Stored data entries
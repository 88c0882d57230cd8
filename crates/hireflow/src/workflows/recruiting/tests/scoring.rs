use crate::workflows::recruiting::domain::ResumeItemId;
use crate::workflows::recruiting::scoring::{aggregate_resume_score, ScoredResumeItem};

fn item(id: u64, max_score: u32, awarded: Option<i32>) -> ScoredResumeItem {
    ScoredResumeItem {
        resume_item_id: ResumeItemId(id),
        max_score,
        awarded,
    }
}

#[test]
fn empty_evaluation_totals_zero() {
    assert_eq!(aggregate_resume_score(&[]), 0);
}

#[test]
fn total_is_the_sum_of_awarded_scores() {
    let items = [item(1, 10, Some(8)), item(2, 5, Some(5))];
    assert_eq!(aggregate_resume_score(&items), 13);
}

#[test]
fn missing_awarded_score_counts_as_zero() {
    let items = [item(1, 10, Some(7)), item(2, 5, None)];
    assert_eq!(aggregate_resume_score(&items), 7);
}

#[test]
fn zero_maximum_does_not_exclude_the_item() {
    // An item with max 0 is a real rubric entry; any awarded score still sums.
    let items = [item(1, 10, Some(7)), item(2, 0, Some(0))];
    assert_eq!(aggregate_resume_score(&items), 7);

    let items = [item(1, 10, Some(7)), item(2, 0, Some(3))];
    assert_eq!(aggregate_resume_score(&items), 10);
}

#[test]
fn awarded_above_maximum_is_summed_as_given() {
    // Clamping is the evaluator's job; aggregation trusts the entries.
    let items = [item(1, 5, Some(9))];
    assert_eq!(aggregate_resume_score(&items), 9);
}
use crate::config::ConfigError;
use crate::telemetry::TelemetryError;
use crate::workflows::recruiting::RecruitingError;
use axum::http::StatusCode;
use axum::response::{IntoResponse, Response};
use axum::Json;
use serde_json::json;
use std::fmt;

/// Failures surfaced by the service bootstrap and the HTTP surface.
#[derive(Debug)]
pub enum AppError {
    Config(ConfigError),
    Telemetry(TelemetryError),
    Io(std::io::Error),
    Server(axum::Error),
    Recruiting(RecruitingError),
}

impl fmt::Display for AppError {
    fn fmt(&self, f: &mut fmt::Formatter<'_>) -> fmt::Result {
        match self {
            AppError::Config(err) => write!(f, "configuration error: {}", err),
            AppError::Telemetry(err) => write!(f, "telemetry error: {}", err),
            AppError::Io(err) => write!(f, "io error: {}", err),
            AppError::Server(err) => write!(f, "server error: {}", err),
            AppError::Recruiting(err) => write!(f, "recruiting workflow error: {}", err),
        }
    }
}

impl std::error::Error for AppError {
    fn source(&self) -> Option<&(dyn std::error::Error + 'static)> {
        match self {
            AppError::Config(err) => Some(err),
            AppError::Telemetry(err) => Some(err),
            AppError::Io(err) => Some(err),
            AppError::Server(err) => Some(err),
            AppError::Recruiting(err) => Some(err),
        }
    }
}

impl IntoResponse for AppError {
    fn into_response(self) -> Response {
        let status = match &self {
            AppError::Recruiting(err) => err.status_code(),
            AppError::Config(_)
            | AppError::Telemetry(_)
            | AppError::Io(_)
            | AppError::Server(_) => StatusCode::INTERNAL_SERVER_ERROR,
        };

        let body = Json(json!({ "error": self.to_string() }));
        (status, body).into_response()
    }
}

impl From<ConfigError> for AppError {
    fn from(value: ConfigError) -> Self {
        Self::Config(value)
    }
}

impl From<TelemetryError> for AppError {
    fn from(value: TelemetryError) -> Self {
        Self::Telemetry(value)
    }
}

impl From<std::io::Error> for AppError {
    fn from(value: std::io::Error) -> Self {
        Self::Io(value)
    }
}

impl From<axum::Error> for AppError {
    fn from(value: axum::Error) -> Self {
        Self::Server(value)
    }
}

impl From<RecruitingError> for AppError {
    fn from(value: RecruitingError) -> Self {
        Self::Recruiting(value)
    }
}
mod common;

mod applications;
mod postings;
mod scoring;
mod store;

WHAT YOU NEED TO DO -
In the records above, find the lines containing "ConfigError" and copy them.

EXERCISE RESULT -
use crate::config::ConfigError;
    Config(ConfigError),
impl From<ConfigError> for AppError {
    fn from(value: ConfigError) -> Self {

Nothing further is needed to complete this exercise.